## WHAT THE TASK ASKS
The lines from the start of the records through the one containing "let small = catalog(6, tempo.beat_ms);" are to be transcribed exactly, and nothing else.

- Opening Delimiter -

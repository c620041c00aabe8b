//! Benchmarks for timeline + sequencing over synthetic routes.

use std::hint::black_box;

use criterion::{BenchmarkId, Criterion};
use subway_sequencer::pipeline::sequence_route;
use subway_sequencer::sequencing::{Tempo, Timeline};

use crate::{catalog, route, ROUTE_SIZES};

pub fn bench_route(c: &mut Criterion) {
    let mut group = c.benchmark_group("scenarios/route");
    let tempo = Tempo::new(90.0, 40.0);

    for &size in ROUTE_SIZES {
        let stations = route(size);

        // === SMALL SHELF ===
        // a handful of instruments, most stations afford all of them
        let small = catalog(6, tempo.beat_ms);
        group.bench_with_input(BenchmarkId::new("small_shelf", size), &size, |b, _| {
            b.iter(|| {
                let timeline = Timeline::build(black_box(stations.clone()), &small, &tempo);
                sequence_route(&small, &timeline.stops, tempo.beat_ms)
            })
        });

        // === FULL SHELF ===
        // more instruments than any budget covers, so assignments churn
        let full = catalog(40, tempo.beat_ms);
        group.bench_with_input(BenchmarkId::new("full_shelf", size), &size, |b, _| {
            b.iter(|| {
                let timeline = Timeline::build(black_box(stations.clone()), &full, &tempo);
                sequence_route(&full, &timeline.stops, tempo.beat_ms)
            })
        });
    }

    group.finish();
}
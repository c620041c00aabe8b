//! Benchmarks for emitting one instrument's events over a window.

use std::hint::black_box;

use criterion::{BenchmarkId, Criterion};
use subway_sequencer::sequencing::emit_window;

use crate::catalog;

pub fn bench_emit_window(c: &mut Criterion) {
    let mut group = c.benchmark_group("stages/emit_window");
    let shelf = catalog(4, 667);

    for &window_ms in &[10_000u64, 60_000, 600_000] {
        // tempo factor 4.0: the densest instrument
        let fast = &shelf[3];
        group.bench_with_input(BenchmarkId::new("fast", window_ms), &window_ms, |b, &w| {
            b.iter(|| emit_window(black_box(fast), black_box(w), 0, 667))
        });

        let slow = &shelf[0];
        group.bench_with_input(BenchmarkId::new("slow", window_ms), &window_ms, |b, &w| {
            b.iter(|| emit_window(black_box(slow), black_box(w), 0, 667))
        });
    }

    group.finish();
}
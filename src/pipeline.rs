//! Batch pipeline: read tables -> route timeline -> merged sequence -> write tables
//!
//! Each stage owns its output and hands it to the next. Nothing is written
//! until every table has been rendered.

use std::path::PathBuf;

use crate::catalog::{load_instruments, load_stations, Instrument, InstrumentOptions};
use crate::config::Config;
use crate::error::Result;
use crate::io::export::Rendered;
use crate::sequencing::{sequence_instrument, Sequence, Stop, Timeline};

/// Everything computed from the inputs, before anything is written
#[derive(Debug, Clone)]
pub struct Composition {
    pub catalog: Vec<Instrument>,
    pub timeline: Timeline,
    pub sequence: Sequence,
}

/// What a finished run produced
#[derive(Debug, Clone, PartialEq)]
pub struct RunReport {
    pub instruments: usize,
    pub stations: usize,
    pub events: usize,
    /// Time of the last event (ms)
    pub duration_ms: u64,
    pub written: Vec<PathBuf>,
}

/// Load both input tables and compute the timeline and sequence.
pub fn compose(config: &Config) -> Result<Composition> {
    config.validate()?;
    let tempo = config.tempo();
    tracing::info!(
        bpm = tempo.bpm,
        beat_ms = tempo.beat_ms,
        meters_per_beat = tempo.meters_per_beat,
        "tempo"
    );

    let options = InstrumentOptions {
        instruments_dir: &config.input.instruments_dir,
        global_beat_ms: tempo.beat_ms,
    };
    let catalog = load_instruments(&config.input.instruments, options)?;
    tracing::info!(count = catalog.len(), path = %config.input.instruments.display(), "loaded instruments");

    let stations = load_stations(&config.input.stations)?;
    tracing::info!(count = stations.len(), path = %config.input.stations.display(), "loaded stations");

    let timeline = Timeline::build(stations, &catalog, &tempo);
    timeline.stats.log();

    let sequence = sequence_route(&catalog, &timeline.stops, tempo.beat_ms);
    tracing::info!(events = sequence.len(), duration_ms = sequence.duration_ms(), "sequence merged");

    Ok(Composition {
        catalog,
        timeline,
        sequence,
    })
}

/// Sequence every instrument over the route and merge the results.
pub fn sequence_route(catalog: &[Instrument], stops: &[Stop], global_beat_ms: u64) -> Sequence {
    Sequence::merge(
        catalog
            .iter()
            .map(|instrument| sequence_instrument(instrument, stops, global_beat_ms).events),
    )
}

/// Run the whole pipeline and write the configured outputs.
pub fn run(config: &Config) -> Result<RunReport> {
    let composition = compose(config)?;
    let rendered = Rendered::new(
        &config.output,
        &composition.catalog,
        &composition.timeline.stops,
        &composition.sequence,
    );
    rendered.write()?;

    Ok(RunReport {
        instruments: composition.catalog.len(),
        stations: composition.timeline.stops.len(),
        events: composition.sequence.len(),
        duration_ms: composition.sequence.duration_ms(),
        written: rendered.tables.into_iter().map(|table| table.path).collect(),
    })
}
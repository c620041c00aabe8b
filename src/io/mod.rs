// Purpose - external interfaces, table formats in and out

pub mod export;
pub mod table;

pub use export::{OutputTable, Rendered};
pub use table::{Record, Table};
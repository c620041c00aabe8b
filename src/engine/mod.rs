pub mod allocator;

pub use allocator::{allocate, Assignment};
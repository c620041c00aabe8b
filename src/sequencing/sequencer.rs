//! Sequencer - turns station windows into per-instrument note events
//!
//! Each instrument is walked across the route independently and returns its
//! own events plus where its clock ended up. Merging happens afterwards in
//! `Sequence::merge`; there is no shared clock or shared event list.

use crate::catalog::Instrument;

use super::easing::{phase_gain, step_ms};
use super::sequence::SequenceEvent;
use super::timeline::Stop;

/// One instrument's pass over the route
#[derive(Debug, Clone, Default, PartialEq)]
pub struct InstrumentRun {
    pub events: Vec<SequenceEvent>,
    /// Clock position after the last stop (ms)
    pub clock_ms: u64,
}

/// Walk the stops for one instrument.
///
/// Consecutive stops where the instrument is assigned build up a pending
/// window. The first stop without it flushes the window and moves the clock
/// past the window; that stop's own leg is not added. A stop without the
/// instrument and with nothing pending just advances the clock by its leg.
/// Whatever is pending after the last stop is flushed at the end.
pub fn sequence_instrument(instrument: &Instrument, stops: &[Stop], global_beat_ms: u64) -> InstrumentRun {
    let mut run = InstrumentRun::default();
    let mut pending_ms = 0u64;

    for stop in stops {
        let present = stop.instruments.contains(instrument.index);
        if present {
            pending_ms = pending_ms.saturating_add(stop.duration_ms());
        } else if pending_ms > 0 {
            run.events
                .extend(emit_window(instrument, pending_ms, run.clock_ms, global_beat_ms));
            run.clock_ms = run.clock_ms.saturating_add(pending_ms);
            pending_ms = 0;
        } else {
            run.clock_ms = run.clock_ms.saturating_add(stop.duration_ms());
        }
    }

    if pending_ms > 0 {
        run.events
            .extend(emit_window(instrument, pending_ms, run.clock_ms, global_beat_ms));
        run.clock_ms = run.clock_ms.saturating_add(pending_ms);
    }

    tracing::debug!(
        instrument = %instrument.name,
        index = instrument.index,
        events = run.events.len(),
        "sequenced instrument"
    );
    run
}

/// Emit events across one window of `window_ms` starting at `start_ms`.
///
/// Steps ease from the faster of the instrument/global beat up to the slower
/// one mid-window and back. Each event is stamped at the end of its step,
/// truncated to whole ms. The loop stops once less than the fast step is
/// left, so a window shorter than that emits nothing.
pub fn emit_window(
    instrument: &Instrument,
    window_ms: u64,
    start_ms: u64,
    global_beat_ms: u64,
) -> Vec<SequenceEvent> {
    let own = instrument.beat_ms as f64;
    let global = global_beat_ms as f64;
    let fast = own.min(global);
    let slow = own.max(global);
    let window = window_ms as f64;

    let mut events = Vec::new();
    if instrument.beat_ms == 0 || global_beat_ms == 0 {
        return events;
    }

    let mut remaining = window;
    let mut elapsed = 0.0;
    let mut clock = start_ms as f64;
    while remaining >= fast {
        let step = step_ms(elapsed, window, fast, slow);
        let at_ms = (clock + step) as u64;
        let beat = at_ms / instrument.beat_ms;
        let gain = phase_gain(beat, instrument.beats_per_phase, instrument.gain_min, instrument.gain_max);
        events.push(SequenceEvent::new(instrument.index, gain, at_ms));

        remaining -= step;
        elapsed += step;
        clock += step;
    }
    events
}
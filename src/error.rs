//! Error types for the sequence pipeline

use std::path::PathBuf;

use thiserror::Error;

/// Everything that can abort a run.
///
/// There is no recoverable variant: the pipeline is run-to-completion and
/// writes no output unless every stage succeeded.
#[derive(Error, Debug)]
pub enum PipelineError {
    #[error("input table not found: {}", path.display())]
    MissingFile { path: PathBuf },

    #[error("{}:{line}: {message}", file.display())]
    DataFormat {
        file: PathBuf,
        line: usize,
        message: String,
    },

    #[error("configuration error: {0}")]
    Config(String),

    #[error("I/O error on {}: {source}", path.display())]
    Io {
        path: PathBuf,
        #[source]
        source: std::io::Error,
    },
}

impl PipelineError {
    pub fn data_format(file: impl Into<PathBuf>, line: usize, message: impl Into<String>) -> Self {
        PipelineError::DataFormat {
            file: file.into(),
            line,
            message: message.into(),
        }
    }
}

/// Result type for pipeline operations
pub type Result<T> = std::result::Result<T, PipelineError>;
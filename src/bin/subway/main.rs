//! subway - route tables in, instrument sequence tables out
//!
//! Run with: cargo run -- --config subway.toml

mod cli;
mod logging;

use clap::Parser;
use color_eyre::eyre::WrapErr;
use subway_sequencer::{pipeline, Config};

use cli::Args;
use logging::init_tracing;

fn main() -> color_eyre::Result<()> {
    color_eyre::install()?;
    let args = Args::parse();
    init_tracing(args.verbose);

    let mut config = Config::load(&args.config)
        .wrap_err_with(|| format!("loading config {}", args.config.display()))?;
    args.apply(&mut config);

    let report = pipeline::run(&config).wrap_err("sequencing route")?;
    tracing::info!(
        instruments = report.instruments,
        stations = report.stations,
        events = report.events,
        duration_ms = report.duration_ms,
        tables = report.written.len(),
        "done"
    );
    Ok(())
}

- Closing Delimiter -

## WRITTEN SOLUTION
repository c620041c00aabe8b
//! Benchmarks for timeline + sequencing over synthetic routes.

use std::hint::black_box;

use criterion::{BenchmarkId, Criterion};
use subway_sequencer::pipeline::sequence_route;
use subway_sequencer::sequencing::{Tempo, Timeline};

use crate::{catalog, route, ROUTE_SIZES};

pub fn bench_route(c: &mut Criterion) {
    let mut group = c.benchmark_group("scenarios/route");
    let tempo = Tempo::new(90.0, 40.0);

    for &size in ROUTE_SIZES {
        let stations = route(size);

        // === SMALL SHELF ===
        // a handful of instruments, most stations afford all of them
        let small = catalog(6, tempo.beat_ms);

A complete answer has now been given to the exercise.